:: WORK INSTRUCTIONS ::
What you print must match the data line for line.

[Stored data entries]
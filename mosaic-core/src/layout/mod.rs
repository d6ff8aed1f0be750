//! Layout strategies, one per component kind.
//!
//! A strategy answers three questions for its kind: how tall the component
//! is when its height is content-driven, what container an item view is
//! measured against, and where every item lands. Components select their
//! strategy from `ComponentModel::kind`; there is no per-kind subclassing.

mod carousel;
mod grid;
mod list;
mod row;

pub use carousel::CarouselLayout;
pub use grid::GridLayout;
pub use list::ListLayout;
pub use row::RowLayout;

use mosaic_api::{ComponentKind, ComponentModel, Paginate, Rect, ScrollDirection, Size};

use crate::view::ScrollView;

/// Result of a layout pass.
#[derive(Debug, Clone, Default, PartialEq)]
pub struct LayoutPass {
    /// One frame per item, in item order.
    pub frames: Vec<Rect>,
    pub content_size: Size,
}

pub trait LayoutStrategy: Send + Sync {
    fn kind(&self) -> ComponentKind;

    /// Content-driven height. Only meaningful when `layout.dynamic_height`
    /// is set; the component handles the fixed-height case.
    fn compute_height(&self, model: &ComponentModel, container: Size) -> f32;

    /// Container size handed to item views when they measure themselves.
    fn item_container(&self, model: &ComponentModel, container: Size) -> Size;

    /// Configure a view for this strategy (axis, paging, width).
    fn setup(&self, view: &mut ScrollView, model: &ComponentModel, container: Size);

    /// Position every item and compute the scrollable content size.
    fn layout(&self, model: &ComponentModel, container: Size) -> LayoutPass;
}

static LIST: ListLayout = ListLayout;
static GRID: GridLayout = GridLayout;
static CAROUSEL: CarouselLayout = CarouselLayout;
static ROW: RowLayout = RowLayout;

/// The strategy for a component kind.
pub fn strategy_for(kind: ComponentKind) -> &'static dyn LayoutStrategy {
    match kind {
        ComponentKind::List => &LIST,
        ComponentKind::Grid => &GRID,
        ComponentKind::Carousel => &CAROUSEL,
        ComponentKind::Row => &ROW,
    }
}

/// Snap a proposed scroll offset according to the pagination mode.
///
/// `ByItem` snaps to the nearest item origin along the scroll axis, `ByPage`
/// to the nearest multiple of the viewport extent.
pub fn snap_offset(
    paginate: Paginate,
    frames: &[Rect],
    direction: ScrollDirection,
    proposed: f32,
    viewport: f32,
) -> f32 {
    match paginate {
        Paginate::Disabled => proposed,
        Paginate::ByPage => {
            if viewport <= 0.0 {
                proposed
            } else {
                (proposed / viewport).round().max(0.0) * viewport
            }
        }
        Paginate::ByItem => frames
            .iter()
            .map(|frame| match direction {
                ScrollDirection::Horizontal => frame.x,
                ScrollDirection::Vertical => frame.y,
            })
            .min_by(|a, b| (a - proposed).abs().total_cmp(&(b - proposed).abs()))
            .unwrap_or(proposed),
    }
}

/// Width available to one of `span` equally sized columns.
pub(crate) fn span_width(model: &ComponentModel, container: Size, span: usize) -> f32 {
    let span = span.max(1) as f32;
    let available = container.width
        - model.layout.inset.horizontal()
        - model.layout.item_spacing * (span - 1.0);
    (available / span).max(0.0)
}

/// Wrap items into lines, left to right.
///
/// With `columns` set, a line holds exactly that many items; otherwise a line
/// breaks when the next item would cross the right inset.
pub(crate) fn flow(model: &ComponentModel, container: Size, columns: Option<usize>) -> LayoutPass {
    let inset = model.layout.inset;
    let spacing = model.layout.item_spacing;
    let line_spacing = model.layout.line_spacing;
    let right_edge = container.width - inset.right;

    let mut frames = Vec::with_capacity(model.items.len());
    let mut x = inset.left;
    let mut y = inset.top;
    let mut line_height = 0.0f32;
    let mut column = 0usize;

    for item in &model.items {
        let size = item.size;
        let wrap = match columns {
            Some(n) => column >= n.max(1),
            None => column > 0 && x + size.width > right_edge,
        };
        if wrap {
            x = inset.left;
            y += line_height + line_spacing;
            line_height = 0.0;
            column = 0;
        }

        frames.push(Rect::new(x, y, size.width, size.height));
        x += size.width + spacing;
        line_height = line_height.max(size.height);
        column += 1;
    }

    let height = if frames.is_empty() {
        inset.vertical()
    } else {
        y + line_height + inset.bottom
    };

    LayoutPass {
        frames,
        content_size: Size::new(container.width, height),
    }
}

:: RESULT OF THIS TASK ::
filename mosaic-core/src/layout/mod.rs
repository d6ff8aed1f0be750
//! Layout strategies, one per component kind.
//!
//! A strategy answers three questions for its kind: how tall the component
//! is when its height is content-driven, what container an item view is
//! measured against, and where every item lands. Components select their
//! strategy from `ComponentModel::kind`; there is no per-kind subclassing.

mod carousel;
mod grid;
mod list;
mod row;

pub use carousel::CarouselLayout;
pub use grid::GridLayout;
pub use list::ListLayout;
pub use row::RowLayout;

use mosaic_api::{ComponentKind, ComponentModel, Paginate, Rect, ScrollDirection, Size};

use crate::view::ScrollView;

/// Result of a layout pass.
#[derive(Debug, Clone, Default, PartialEq)]
pub struct LayoutPass {
    /// One frame per item, in item order.
    pub frames: Vec<Rect>,
    pub content_size: Size,
}

pub trait LayoutStrategy: Send + Sync {
    fn kind(&self) -> ComponentKind;

    /// Content-driven height. Only meaningful when `layout.dynamic_height`
    /// is set; the component handles the fixed-height case.
    fn compute_height(&self, model: &ComponentModel, container: Size) -> f32;

    /// Container size handed to item views when they measure themselves.
    fn item_container(&self, model: &ComponentModel, container: Size) -> Size;

    /// Configure a view for this strategy (axis, paging, width).
    fn setup(&self, view: &mut ScrollView, model: &ComponentModel, container: Size);

    /// Position every item and compute the scrollable content size.
    fn layout(&self, model: &ComponentModel, container: Size) -> LayoutPass;
}

static LIST: ListLayout = ListLayout;
static GRID: GridLayout = GridLayout;
static CAROUSEL: CarouselLayout = CarouselLayout;
static ROW: RowLayout = RowLayout;

/// The strategy for a component kind.
pub fn strategy_for(kind: ComponentKind) -> &'static dyn LayoutStrategy {
    match kind {
        ComponentKind::List => &LIST,
        ComponentKind::Grid => &GRID,
        ComponentKind::Carousel => &CAROUSEL,
        ComponentKind::Row => &ROW,
    }
}

/// Snap a proposed scroll offset according to the pagination mode.
///
/// `ByItem` snaps to the nearest item origin along the scroll axis, `ByPage`
/// to the nearest multiple of the viewport extent.
pub fn snap_offset(
    paginate: Paginate,
    frames: &[Rect],
    direction: ScrollDirection,
    proposed: f32,
    viewport: f32,
) -> f32 {
    match paginate {
        Paginate::Disabled => proposed,
        Paginate::ByPage => {
            if viewport <= 0.0 {
                proposed
            } else {
                (proposed / viewport).round().max(0.0) * viewport
            }
        }
        Paginate::ByItem => frames
            .iter()
            .map(|frame| match direction {
                ScrollDirection::Horizontal => frame.x,
                ScrollDirection::Vertical => frame.y,
            })
            .min_by(|a, b| (a - proposed).abs().total_cmp(&(b - proposed).abs()))
            .unwrap_or(proposed),
    }
}

/// Width available to one of `span` equally sized columns.
pub(crate) fn span_width(model: &ComponentModel, container: Size, span: usize) -> f32 {
    let span = span.max(1) as f32;
    let available = container.width
        - model.layout.inset.horizontal()
        - model.layout.item_spacing * (span - 1.0);
    (available / span).max(0.0)
}

/// Wrap items into lines, left to right.
///
/// With `columns` set, a line holds exactly that many items; otherwise a line
/// breaks when the next item would cross the right inset.
pub(crate) fn flow(model: &ComponentModel, container: Size, columns: Option<usize>) -> LayoutPass {
    let inset = model.layout.inset;
    let spacing = model.layout.item_spacing;
    let line_spacing = model.layout.line_spacing;
    let right_edge = container.width - inset.right;

    let mut frames = Vec::with_capacity(model.items.len());
    let mut x = inset.left;
    let mut y = inset.top;
    let mut line_height = 0.0f32;
    let mut column = 0usize;

    for item in &model.items {
        let size = item.size;
        let wrap = match columns {
            Some(n) => column >= n.max(1),
            None => column > 0 && x + size.width > right_edge,
        };
        if wrap {
            x = inset.left;
            y += line_height + line_spacing;
            line_height = 0.0;
            column = 0;
        }

        frames.push(Rect::new(x, y, size.width, size.height));
        x += size.width + spacing;
        line_height = line_height.max(size.height);
        column += 1;
    }

    let height = if frames.is_empty() {
        inset.vertical()
    } else {
        y + line_height + inset.bottom
    };

    LayoutPass {
        frames,
        content_size: Size::new(container.width, height),
    }
}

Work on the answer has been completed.